LONDON (Reuters) – British Prime Minister Boris Johnson said on Sunday the next few days would be key to his chances of securing a Brexit deal, and that an agreement with the European Union was still his aim and still possible.
FILE PHOTO: Britain’s Prime Minister Boris Johnson speaks during the Convention of the North at the Magna Centre in Rotherham, Britain September 13, 2019. Christopher Furlong/Pool via REUTERS
With less than seven weeks remaining until Britain is due to leave the European Union, Johnson has yet to strike a deal with Brussels to manage the unprecedented separation between the world’s fifth largest economy and its biggest trading partner.
Johnson has pledged to leave the EU with or without a deal on Oct. 31, even though British lawmakers have passed a law which would force him to request a delay beyond that date if he is unable to reach a deal with the EU.

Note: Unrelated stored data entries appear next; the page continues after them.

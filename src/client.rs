//! Client entry points: load the catalog, drive sessions, save results.
//!
//! [`ConverterClient`] owns a backend and the capability catalog. It does
//! not own sessions: callers open one per conversion attempt with
//! [`ConverterClient::open_session`], hand it back to
//! [`ConverterClient::submit`] to run an upload, and drop it (or reset it)
//! when done. Everything a session decides goes through its reducer; the
//! client only performs the effects that need I/O.

use crate::backend::{ConversionBackend, ConvertedFile, HttpBackend};
use crate::catalog::{CapabilityCatalog, CapabilityMap};
use crate::config::ClientConfig;
use crate::disposition::derive_filename;
use crate::error::BridgeError;
use crate::format::FormatId;
use crate::session::{
    Checkpoint, ConversionSession, DownloadArtifact, Effect, SessionEvent,
};
use crate::upload::UploadFile;
use serde::Serialize;
use std::path::{Path, PathBuf};
use std::sync::Mutex;
use std::time::Instant;
use tracing::{debug, info, warn};

/// Summary of a one-shot [`ConverterClient::convert_file`] run.
#[derive(Debug, Clone, PartialEq, Eq, Serialize)]
pub struct ConversionReport {
    pub input: PathBuf,
    pub output: PathBuf,
    pub source: FormatId,
    pub target: FormatId,
    pub filename: String,
    pub bytes: usize,
    pub duration_ms: u64,
}

/// Drives conversions against a [`ConversionBackend`].
pub struct ConverterClient<B = HttpBackend> {
    backend: B,
    config: ClientConfig,
    catalog: CapabilityCatalog,
}

impl ConverterClient<HttpBackend> {
    /// A client talking HTTP to `config.base_url`.
    pub fn new(config: ClientConfig) -> Result<Self, BridgeError> {
        let backend = HttpBackend::new(&config)?;
        Ok(Self::with_backend(backend, config))
    }
}

impl<B: ConversionBackend> ConverterClient<B> {
    pub fn with_backend(backend: B, config: ClientConfig) -> Self {
        Self {
            backend,
            config,
            catalog: CapabilityCatalog::new(),
        }
    }

    pub fn config(&self) -> &ClientConfig {
        &self.config
    }

    pub fn backend(&self) -> &B {
        &self.backend
    }

    pub fn catalog(&self) -> &CapabilityCatalog {
        &self.catalog
    }

    /// Fetch the capability map. See [`CapabilityCatalog::load`].
    pub async fn load_catalog(&mut self) -> Result<&CapabilityMap, BridgeError> {
        self.catalog.load(&self.backend).await
    }

    /// Start a session for `source → target`, validated against the catalog.
    pub fn open_session(
        &self,
        source: &FormatId,
        target: &FormatId,
    ) -> Result<ConversionSession, BridgeError> {
        let selection = self.catalog.select(source, target)?;
        debug!("Opening session {}", selection);
        Ok(ConversionSession::new(selection))
    }

    /// Upload `upload` through `session` and wait for the outcome.
    ///
    /// On success the session is Succeeded and its artifact is returned.
    /// On failure the session is Failed (intake shown again, message set)
    /// and the error is returned as well; the session may be retried with
    /// another call. Refused events (no selection, upload already running)
    /// leave the session untouched and return [`BridgeError::Session`].
    pub async fn submit<'s>(
        &self,
        session: &'s mut ConversionSession,
        upload: &UploadFile,
    ) -> Result<&'s DownloadArtifact, BridgeError> {
        let effects = session.dispatch(SessionEvent::FileProvided {
            file_name: upload.file_name().to_string(),
        })?;
        let target = effects
            .iter()
            .find_map(|e| match e {
                Effect::BeginUpload { target, .. } => Some(target.clone()),
                _ => None,
            })
            .ok_or_else(|| BridgeError::Internal("session did not begin an upload".into()))?;
        for effect in &effects {
            if let Effect::ReleaseArtifact(id) = effect {
                debug!("Released {}", id);
            }
        }

        let cb = self.config.progress_callback.as_ref();
        if let (Some(cb), Some(selection)) = (cb, session.selection()) {
            cb.on_upload_start(upload.file_name(), selection);
            cb.on_checkpoint(Checkpoint::RequestStarted);
        }

        let started = Instant::now();
        let reached = Mutex::new(Vec::new());
        let sink = |checkpoint: Checkpoint| {
            if let Some(cb) = cb {
                cb.on_checkpoint(checkpoint);
            }
            if let Ok(mut reached) = reached.lock() {
                reached.push(checkpoint);
            }
        };
        let outcome = self.backend.convert(upload, &target, &sink).await;

        let reached = reached
            .into_inner()
            .map_err(|_| BridgeError::Internal("checkpoint log poisoned".into()))?;
        for checkpoint in reached {
            session.dispatch(SessionEvent::Checkpoint(checkpoint))?;
        }

        match outcome {
            Ok(ConvertedFile {
                bytes,
                content_disposition,
            }) => {
                let filename = derive_filename(
                    content_disposition.as_deref(),
                    Some(&target),
                    &self.config.fallback_stem,
                );
                let size = bytes.len();
                session.dispatch(SessionEvent::ResponseOk {
                    bytes,
                    filename: filename.clone(),
                })?;
                info!(
                    "Converted '{}' → '{}' ({} bytes) in {}ms",
                    upload.file_name(),
                    filename,
                    size,
                    started.elapsed().as_millis()
                );
                if let Some(cb) = cb {
                    cb.on_checkpoint(Checkpoint::Complete);
                    cb.on_upload_complete(&filename, size);
                }
                session
                    .artifact()
                    .ok_or_else(|| BridgeError::Internal("artifact missing after success".into()))
            }
            Err(e) => {
                let message = e.to_string();
                let event = match &e {
                    BridgeError::ConversionRequest { .. } => SessionEvent::ResponseRejected {
                        message: message.clone(),
                    },
                    _ => SessionEvent::TransportFailed {
                        message: message.clone(),
                    },
                };
                session.dispatch(event)?;
                warn!("Conversion of '{}' failed: {}", upload.file_name(), message);
                if let Some(cb) = cb {
                    cb.on_upload_error(&message);
                }
                Err(e)
            }
        }
    }

    /// Write the session's artifact to `dest`.
    ///
    /// `dest` may be a directory (the derived filename is used inside it) or
    /// a file path. A path ending in a separator always names a directory and
    /// is created if missing. The write is atomic: a `.part` file is written first and
    /// renamed into place. The session stays Succeeded.
    pub async fn save_artifact(
        &self,
        session: &mut ConversionSession,
        dest: impl AsRef<Path>,
    ) -> Result<PathBuf, BridgeError> {
        let effects = session.dispatch(SessionEvent::Download)?;
        let filename = effects
            .into_iter()
            .find_map(|e| match e {
                Effect::SaveArtifact { filename, .. } => Some(filename),
                _ => None,
            })
            .ok_or_else(|| BridgeError::Internal("download produced no save effect".into()))?;
        let artifact = session
            .artifact()
            .ok_or_else(|| BridgeError::Internal("artifact missing on download".into()))?;

        let dest = dest.as_ref();
        let path = if names_directory(dest) {
            tokio::fs::create_dir_all(dest)
                .await
                .map_err(|source| BridgeError::OutputWriteFailed {
                    path: dest.to_path_buf(),
                    source,
                })?;
            dest.join(&filename)
        } else if tokio::fs::metadata(dest)
            .await
            .map(|m| m.is_dir())
            .unwrap_or(false)
        {
            dest.join(&filename)
        } else {
            dest.to_path_buf()
        };
        write_atomic(&path, artifact.bytes()).await?;
        info!("Saved {} to {}", artifact.id(), path.display());
        Ok(path)
    }

    /// Convert one local file end to end.
    ///
    /// Loads the catalog if needed, infers the source format from the file
    /// extension, validates the pair, uploads, and saves the result to
    /// `dest` (directory or file path).
    pub async fn convert_file(
        &mut self,
        input: impl AsRef<Path>,
        target: &FormatId,
        dest: impl AsRef<Path>,
    ) -> Result<ConversionReport, BridgeError> {
        let started = Instant::now();
        let input = input.as_ref();
        if self.catalog.map().is_none() {
            self.load_catalog().await?;
        }

        let source = self.catalog.source_for_path(input)?;
        let mut session = self.open_session(&source, target)?;
        let upload = UploadFile::from_path(input).await?;

        let (filename, bytes) = {
            let artifact = self.submit(&mut session, &upload).await?;
            (artifact.filename().to_string(), artifact.len())
        };
        let output = self.save_artifact(&mut session, dest).await?;
        session.dispatch(SessionEvent::Reset)?;

        Ok(ConversionReport {
            input: input.to_path_buf(),
            output,
            source,
            target: target.clone(),
            filename,
            bytes,
            duration_ms: started.elapsed().as_millis() as u64,
        })
    }
}

/// Synchronous wrapper around [`ConverterClient::convert_file`] over HTTP.
///
/// Creates a temporary tokio runtime internally.
pub fn convert_file_sync(
    config: ClientConfig,
    input: impl AsRef<Path>,
    target: &FormatId,
    dest: impl AsRef<Path>,
) -> Result<ConversionReport, BridgeError> {
    let mut client = ConverterClient::new(config)?;
    tokio::runtime::Runtime::new()
        .map_err(|e| BridgeError::Internal(format!("Failed to create tokio runtime: {}", e)))?
        .block_on(client.convert_file(input, target, dest))
}

async fn write_atomic(path: &Path, bytes: &[u8]) -> Result<(), BridgeError> {
    let write_err = |source| BridgeError::OutputWriteFailed {
        path: path.to_path_buf(),
        source,
    };

    if let Some(parent) = path.parent().filter(|p| !p.as_os_str().is_empty()) {
        tokio::fs::create_dir_all(parent).await.map_err(write_err)?;
    }

    let mut tmp = path.as_os_str().to_owned();
    tmp.push(".part");
    let tmp = PathBuf::from(tmp);
    tokio::fs::write(&tmp, bytes).await.map_err(write_err)?;
    if let Err(e) = tokio::fs::rename(&tmp, path).await {
        let _ = tokio::fs::remove_file(&tmp).await;
        return Err(write_err(e));
    }
    Ok(())
}

/// `out/` (or `out\` on Windows) is a directory even before it exists.
fn names_directory(dest: &Path) -> bool {
    dest.as_os_str()
        .to_str()
        .and_then(|s| s.chars().last())
        .is_some_and(std::path::is_separator)
}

The British prime minister travels to Luxembourg on Monday to meet outgoing European Commission President Jean-Claude Juncker, and has set his sights on winning a revised deal at an EU leaders’ summit on Oct. 17-18.
“If we can make enough progress in the next few days, I intend to go to that crucial summit on Oct. 17, and finalise an agreement that will protect the interests of business and citizens on both sides of the (English) Channel, and on both sides of the border in Ireland,” Johnson wrote in the Daily Telegraph newspaper.
“I believe passionately that we can do it, and I believe that such an agreement is in the interests not just of the UK but also of our European friends.”
Johnson and his ministers have in recent days talked up progress in negotiations with Brussels, but the EU side have consistently sounded less optimistic, putting the emphasis on Britain to come up with new ideas.
The future of the land border between EU member Ireland and British province Northern Ireland is the central issue of disagreement both between Johnson and the EU, and between Johnson and British members of parliament – who three times rejected a deal negotiated by his predecessor Theresa May.
Since coming to power in July off the back of May’s resignation, Johnson has adopted a tougher negotiating stance, vowing that Britain will leave without a deal if it has to and stepping up preparations to mitigate possible food, fuel and medicine shortages attached to that outcome.
“It is not and never has been the outcome that I want, but our preparations are by now very extensive,” Johnson wrote. “Yes, there may be difficulties ahead, but we will overcome them all.”
Nevertheless, he has yet to publicly announce new proposals on how to solve the Northern Irish border issue, and has had his options severely limited by parliament, which passed a law aimed at preventing a no-deal Brexit.
In his Telegraph article, Johnson criticised parliament for hampering his negotiations by approving the law.
“Its effect is completely contrary to the UK’s interests – because it has at least given the impression to our partners that the UK is no longer either fully able or determined to leave on Oct 31,” he said.
“In so far as that impression has been given, it is wrong.”